### DATA FOR ANALYSIS
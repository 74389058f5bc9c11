//! Client/contract engine.
//!
//! Satisfaction tracks uptime against each client's SLA; every 30th
//! simulated day contracts face a renewal roll; clients at or below
//! zero satisfaction are pruned at the end of the same pass.

use crate::{
    config::ClientConfig,
    error::SimResult,
    event::SimEvent,
    rng::SubsystemRng,
    state::GameState,
    subsystem::Subsystem,
    timer::TimerQueue,
};
use serde::{Deserialize, Serialize};

#[derive(Debug, Clone, Serialize, Deserialize, PartialEq)]
pub struct Client {
    pub name: String,
    pub monthly_revenue: i64,
    /// Uptime percentage this client contractually expects.
    pub sla: f64,
    pub racks: u32,
    /// 0–100; at or below 0 the contract is gone.
    pub satisfaction: f64,
}

pub struct ClientSubsystem {
    cfg: ClientConfig,
}

impl ClientSubsystem {
    pub fn new(cfg: ClientConfig) -> Self {
        Self { cfg }
    }
}

impl Subsystem for ClientSubsystem {
    fn name(&self) -> &'static str {
        "clients"
    }

    fn update(
        &mut self,
        state: &mut GameState,
        _timers: &mut TimerQueue,
        rng: &mut SubsystemRng,
    ) -> SimResult<Vec<SimEvent>> {
        let mut events = Vec::new();
        let uptime = state.uptime;
        let renewal_day = state.clock.day > 0
            && state.clock.day % self.cfg.renewal_interval_days == 0;
        let mut reputation_hit = 0;

        for client in &mut state.clients {
            if uptime >= client.sla {
                client.satisfaction = (client.satisfaction + self.cfg.sla_met_gain).min(100.0);
            } else {
                // No floor here: negative satisfaction marks the client
                // for pruning below.
                client.satisfaction -= self.cfg.sla_miss_loss;
            }

            if client.satisfaction < self.cfg.churn_warning_threshold
                && rng.chance(self.cfg.churn_warning_chance)
            {
                log::warn!(
                    "{} threatening to leave (satisfaction {:.0}%)",
                    client.name,
                    client.satisfaction
                );
                events.push(SimEvent::ChurnWarning {
                    name: client.name.clone(),
                    satisfaction: client.satisfaction,
                });
            }

            if renewal_day {
                if renew(client, self.cfg.renewal_satisfaction_bonus, rng) {
                    log::info!("{} renewed contract", client.name);
                    events.push(SimEvent::ContractRenewed {
                        name: client.name.clone(),
                    });
                } else {
                    log::error!(
                        "{} did not renew; lost ${}/mo",
                        client.name,
                        client.monthly_revenue
                    );
                    reputation_hit += self.cfg.lost_reputation_penalty;
                    events.push(SimEvent::ContractLost {
                        name: client.name.clone(),
                        monthly_revenue: client.monthly_revenue,
                    });
                }
            }
        }

        state.add_reputation(-reputation_hit);

        // Pruning is a side effect of the pass, not a separate step.
        state.clients.retain(|c| c.satisfaction > 0.0);

        Ok(events)
    }
}

/// Renewal roll: succeeds iff a uniform draw lands under
/// satisfaction/100. On loss satisfaction is forced to 0 so the prune
/// picks the client up; on success it gets a capped bonus.
pub fn renew(client: &mut Client, bonus: f64, rng: &mut SubsystemRng) -> bool {
    let renewal_chance = client.satisfaction / 100.0;
    if rng.next_f64() > renewal_chance {
        client.satisfaction = 0.0;
        false
    } else {
        client.satisfaction = (client.satisfaction + bonus).min(100.0);
        true
    }
}

/// Daily revenue: one day's slice of each monthly contract, floored.
/// Returns the amount credited.
pub fn collect_daily_revenue(state: &mut GameState) -> i64 {
    let revenue: i64 = state
        .clients
        .iter()
        .map(|c| c.monthly_revenue / 30)
        .sum();
    state.money += revenue;
    revenue
}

### WHAT THE TASK REQUIRES
Check each line of the data above for the word "Serialize" and copy the ones where it is found.

### COMPLETED TASK
use serde::{Deserialize, Serialize};
#[derive(Debug, Clone, Serialize, Deserialize, PartialEq)]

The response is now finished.